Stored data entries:
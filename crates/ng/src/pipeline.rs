//! Micro-block Pipeline
//!
//! Micro-blocks are announced with a small signed inv; a node that does not
//! have the body asks the announcing peer for it. The same micro-block is
//! usually announced by many peers, so requests are deduplicated: the first
//! inv for an ID triggers a request and later ones within the cache window
//! are suppressed.
//!
//! All three caches are bounded and evict oldest-first. The goal is only to
//! avoid re-requesting recently seen items.

use tidal_config::NgConfig;
use tidal_types::{BlockId, MicroBlock, MicroBlockInv, PeerId};
use tracing::trace;

use crate::cache::FifoCache;

/// Micro-block bodies, announcements and outstanding requests.
#[derive(Debug)]
pub struct MicroblockPipeline {
    micro_blocks: FifoCache<BlockId, MicroBlock>,
    invs: FifoCache<BlockId, MicroBlockInv>,
    requests: FifoCache<BlockId, PeerId>,
}

impl MicroblockPipeline {
    /// Create the caches with the configured capacities.
    pub fn new(config: &NgConfig) -> Self {
        Self {
            micro_blocks: FifoCache::new(config.micro_block_cache_capacity),
            invs: FifoCache::new(config.inv_cache_capacity),
            requests: FifoCache::new(config.request_cache_capacity),
        }
    }

    /// Record that micro-block `id` is being requested from `peer`.
    ///
    /// Returns `true` if it had already been requested, in which case the
    /// caller must not send another request.
    pub fn request(&mut self, peer: &PeerId, id: BlockId) -> bool {
        if self.requests.contains(&id) {
            trace!(id = %id, peer = %peer, "Micro-block already requested");
            return true;
        }
        self.requests.insert(id, peer.clone());
        false
    }

    /// Peer the micro-block was requested from.
    pub fn requested_from(&self, id: &BlockId) -> Option<&PeerId> {
        self.requests.get(id)
    }

    /// Cache an announcement.
    pub fn add_inv(&mut self, inv: MicroBlockInv) {
        self.invs.insert(inv.total_block_id, inv);
    }

    /// Cached announcement for `id`.
    pub fn inv(&self, id: &BlockId) -> Option<&MicroBlockInv> {
        self.invs.get(id)
    }

    /// Cache a micro-block body.
    pub fn add_micro_block(&mut self, micro: MicroBlock) {
        self.micro_blocks.insert(micro.id(), micro);
    }

    /// Cached micro-block body for `id`.
    pub fn micro_block(&self, id: &BlockId) -> Option<&MicroBlock> {
        self.micro_blocks.get(id)
    }
}
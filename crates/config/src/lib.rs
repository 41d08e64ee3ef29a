//! # Tidal Configuration
//!
//! Configuration parsing for the Tidal node. Every setting lives in one
//! `tidal.toml` file; every section may be omitted and falls back to its
//! defaults.
//!
//! ## Usage
//!
//! ```rust,ignore
//! use tidal_config::Config;
//! use std::path::Path;
//!
//! let config = Config::load(Path::new("tidal.toml"))?;
//! println!("sync timeout: {:?}", config.sync.timeout());
//! ```
//!
//! ## Configuration Sections
//!
//! - `[node]` - Light mode, extended API, orchestrator mailbox size
//! - `[sync]` - Block ID locator length, apply batch size, stall timeout
//! - `[ng]` - Micro-block, inv and request cache capacities
//! - `[mining]` - Generator keys and mining gates
//! - `[network]` - Peer discovery and suspension intervals
//! - `[logging]` - Log level and format

mod config;
mod error;

pub use config::*;
pub use error::*;
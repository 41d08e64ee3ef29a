//! Events consumed by the state machine.
//!
//! Network messages, miner output, timer ticks and task completions all
//! enter the node as an [`Event`] through one mailbox.

use tidal_core::LedgerError;
use tidal_types::{
    Block, BlockId, BlockSnapshot, MicroBlock, MicroBlockInv, PeerId, Score, Transaction,
};

/// Input to the state machine.
#[derive(Debug, Clone)]
pub enum Event {
    /// A peer announced its chain score.
    PeerScore {
        /// Announcing peer
        peer: PeerId,
        /// Announced score
        score: Score,
    },
    /// A peer disconnected.
    PeerDisconnected(PeerId),
    /// Answer to our block ID request.
    BlockIds {
        /// Answering peer
        peer: PeerId,
        /// IDs in chain order
        ids: Vec<BlockId>,
    },
    /// A block body, requested or broadcast.
    Block {
        /// Sending peer
        peer: PeerId,
        /// The block
        block: Block,
    },
    /// A block snapshot, in light mode.
    Snapshot {
        /// Sending peer
        peer: PeerId,
        /// The snapshot
        snapshot: BlockSnapshot,
    },
    /// A micro-block announcement.
    MicroBlockInv {
        /// Announcing peer
        peer: PeerId,
        /// The announcement
        inv: MicroBlockInv,
    },
    /// A peer asks for a micro-block body.
    MicroBlockRequest {
        /// Requesting peer
        peer: PeerId,
        /// Requested micro-block
        id: BlockId,
    },
    /// A micro-block body.
    MicroBlock {
        /// Sending peer
        peer: PeerId,
        /// The micro-block
        micro: MicroBlock,
    },
    /// A transaction relayed by a peer.
    Transaction {
        /// Sending peer
        peer: PeerId,
        /// The transaction
        tx: Transaction,
    },
    /// A key block forged by this node.
    MinedBlock(Block),
    /// A micro-block assembled by this node, with its signed announcement.
    MinedMicroBlock {
        /// The micro-block
        micro: MicroBlock,
        /// Its announcement
        inv: MicroBlockInv,
    },
    /// Start producing blocks.
    StartMining,
    /// Stop producing blocks.
    StopMining,
    /// Internal housekeeping.
    Task(Task),
    /// Shut down.
    Halt,
}

impl Event {
    /// Short event name for logs.
    pub fn name(&self) -> &'static str {
        match self {
            Event::PeerScore { .. } => "peer-score",
            Event::PeerDisconnected(_) => "peer-disconnected",
            Event::BlockIds { .. } => "block-ids",
            Event::Block { .. } => "block",
            Event::Snapshot { .. } => "snapshot",
            Event::MicroBlockInv { .. } => "micro-block-inv",
            Event::MicroBlockRequest { .. } => "micro-block-request",
            Event::MicroBlock { .. } => "micro-block",
            Event::Transaction { .. } => "transaction",
            Event::MinedBlock(_) => "mined-block",
            Event::MinedMicroBlock { .. } => "mined-micro-block",
            Event::StartMining => "start-mining",
            Event::StopMining => "stop-mining",
            Event::Task(Task::Ping) => "ping",
            Event::Task(Task::AskPeers) => "ask-peers",
            Event::Task(Task::PersistComplete(_)) => "persist-complete",
            Event::Halt => "halt",
        }
    }
}

/// Periodic and background task events.
#[derive(Debug, Clone, PartialEq, Eq)]
pub enum Task {
    /// Liveness tick used to detect sync stalls.
    Ping,
    /// Time to ask peers for more peers.
    AskPeers,
    /// Address-transaction persistence finished.
    PersistComplete(Result<(), LedgerError>),
}

/// Work the state machine hands to the runtime.
#[derive(Debug, Clone, Copy, PartialEq, Eq)]
pub enum Command {
    /// Flush address-indexed transactions off the event loop and report
    /// back with [`Task::PersistComplete`].
    Persist,
}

AIM OF THE TASK: Copy out the entries above again, keeping them exact.

SOLUTION FOR THIS PROBLEM:
filename crates/ng/src/pipeline.rs
//! Micro-block Pipeline
//!
//! Micro-blocks are announced with a small signed inv; a node that does not
//! have the body asks the announcing peer for it. The same micro-block is
//! usually announced by many peers, so requests are deduplicated: the first
//! inv for an ID triggers a request and later ones within the cache window
//! are suppressed.
//!
//! All three caches are bounded and evict oldest-first. The goal is only to
//! avoid re-requesting recently seen items.

use tidal_config::NgConfig;
use tidal_types::{BlockId, MicroBlock, MicroBlockInv, PeerId};
use tracing::trace;

use crate::cache::FifoCache;

/// Micro-block bodies, announcements and outstanding requests.
#[derive(Debug)]
pub struct MicroblockPipeline {
    micro_blocks: FifoCache<BlockId, MicroBlock>,
    invs: FifoCache<BlockId, MicroBlockInv>,
    requests: FifoCache<BlockId, PeerId>,
}

impl MicroblockPipeline {
    /// Create the caches with the configured capacities.
    pub fn new(config: &NgConfig) -> Self {
        Self {
            micro_blocks: FifoCache::new(config.micro_block_cache_capacity),
            invs: FifoCache::new(config.inv_cache_capacity),
            requests: FifoCache::new(config.request_cache_capacity),
        }
    }

    /// Record that micro-block `id` is being requested from `peer`.
    ///
    /// Returns `true` if it had already been requested, in which case the
    /// caller must not send another request.
    pub fn request(&mut self, peer: &PeerId, id: BlockId) -> bool {
        if self.requests.contains(&id) {
            trace!(id = %id, peer = %peer, "Micro-block already requested");
            return true;
        }
        self.requests.insert(id, peer.clone());
        false
    }

    /// Peer the micro-block was requested from.
    pub fn requested_from(&self, id: &BlockId) -> Option<&PeerId> {
        self.requests.get(id)
    }

    /// Cache an announcement.
    pub fn add_inv(&mut self, inv: MicroBlockInv) {
        self.invs.insert(inv.total_block_id, inv);
    }

    /// Cached announcement for `id`.
    pub fn inv(&self, id: &BlockId) -> Option<&MicroBlockInv> {
        self.invs.get(id)
    }

    /// Cache a micro-block body.
    pub fn add_micro_block(&mut self, micro: MicroBlock) {
        self.micro_blocks.insert(micro.id(), micro);
    }

    /// Cached micro-block body for `id`.
    pub fn micro_block(&self, id: &BlockId) -> Option<&MicroBlock> {
        self.micro_blocks.get(id)
    }
}
filename crates/config/src/lib.rs
repository 41d08e64ee3ef29a
//! # Tidal Configuration
//!
//! Configuration parsing for the Tidal node. Every setting lives in one
//! `tidal.toml` file; every section may be omitted and falls back to its
//! defaults.
//!
//! ## Usage
//!
//! ```rust,ignore
//! use tidal_config::Config;
//! use std::path::Path;
//!
//! let config = Config::load(Path::new("tidal.toml"))?;
//! println!("sync timeout: {:?}", config.sync.timeout());
//! ```
//!
//! ## Configuration Sections
//!
//! - `[node]` - Light mode, extended API, orchestrator mailbox size
//! - `[sync]` - Block ID locator length, apply batch size, stall timeout
//! - `[ng]` - Micro-block, inv and request cache capacities
//! - `[mining]` - Generator keys and mining gates
//! - `[network]` - Peer discovery and suspension intervals
//! - `[logging]` - Log level and format

mod config;
mod error;

pub use config::*;
pub use error::*;
repository 41d08e64ee3ef29a
//! Events consumed by the state machine.
//!
//! Network messages, miner output, timer ticks and task completions all
//! enter the node as an [`Event`] through one mailbox.

use tidal_core::LedgerError;
use tidal_types::{
    Block, BlockId, BlockSnapshot, MicroBlock, MicroBlockInv, PeerId, Score, Transaction,
};

/// Input to the state machine.
#[derive(Debug, Clone)]
pub enum Event {
    /// A peer announced its chain score.
    PeerScore {
        /// Announcing peer
        peer: PeerId,
        /// Announced score
        score: Score,
    },
    /// A peer disconnected.
    PeerDisconnected(PeerId),
    /// Answer to our block ID request.
    BlockIds {
        /// Answering peer
        peer: PeerId,
        /// IDs in chain order
        ids: Vec<BlockId>,
    },
    /// A block body, requested or broadcast.
    Block {
        /// Sending peer
        peer: PeerId,
        /// The block
        block: Block,
    },
    /// A block snapshot, in light mode.
    Snapshot {
        /// Sending peer
        peer: PeerId,
        /// The snapshot
        snapshot: BlockSnapshot,
    },
    /// A micro-block announcement.
    MicroBlockInv {
        /// Announcing peer
        peer: PeerId,
        /// The announcement
        inv: MicroBlockInv,
    },
    /// A peer asks for a micro-block body.
    MicroBlockRequest {
        /// Requesting peer
        peer: PeerId,
        /// Requested micro-block
        id: BlockId,
    },
    /// A micro-block body.
    MicroBlock {
        /// Sending peer
        peer: PeerId,
        /// The micro-block
        micro: MicroBlock,
    },
    /// A transaction relayed by a peer.
    Transaction {
        /// Sending peer
        peer: PeerId,
        /// The transaction
        tx: Transaction,
    },
    /// A key block forged by this node.
    MinedBlock(Block),
    /// A micro-block assembled by this node, with its signed announcement.
    MinedMicroBlock {
        /// The micro-block
        micro: MicroBlock,
        /// Its announcement
        inv: MicroBlockInv,
    },
    /// Start producing blocks.
    StartMining,
    /// Stop producing blocks.
    StopMining,
    /// Internal housekeeping.
    Task(Task),
    /// Shut down.
    Halt,
}

impl Event {
    /// Short event name for logs.
    pub fn name(&self) -> &'static str {
        match self {
            Event::PeerScore { .. } => "peer-score",
            Event::PeerDisconnected(_) => "peer-disconnected",
            Event::BlockIds { .. } => "block-ids",
            Event::Block { .. } => "block",
            Event::Snapshot { .. } => "snapshot",
            Event::MicroBlockInv { .. } => "micro-block-inv",
            Event::MicroBlockRequest { .. } => "micro-block-request",
            Event::MicroBlock { .. } => "micro-block",
            Event::Transaction { .. } => "transaction",
            Event::MinedBlock(_) => "mined-block",
            Event::MinedMicroBlock { .. } => "mined-micro-block",
            Event::StartMining => "start-mining",
            Event::StopMining => "stop-mining",
            Event::Task(Task::Ping) => "ping",
            Event::Task(Task::AskPeers) => "ask-peers",
            Event::Task(Task::PersistComplete(_)) => "persist-complete",
            Event::Halt => "halt",
        }
    }
}

/// Periodic and background task events.
#[derive(Debug, Clone, PartialEq, Eq)]
pub enum Task {
    /// Liveness tick used to detect sync stalls.
    Ping,
    /// Time to ask peers for more peers.
    AskPeers,
    /// Address-transaction persistence finished.
    PersistComplete(Result<(), LedgerError>),
}

/// Work the state machine hands to the runtime.
#[derive(Debug, Clone, Copy, PartialEq, Eq)]
pub enum Command {
    /// Flush address-indexed transactions off the event loop and report
    /// back with [`Task::PersistComplete`].
    Persist,
}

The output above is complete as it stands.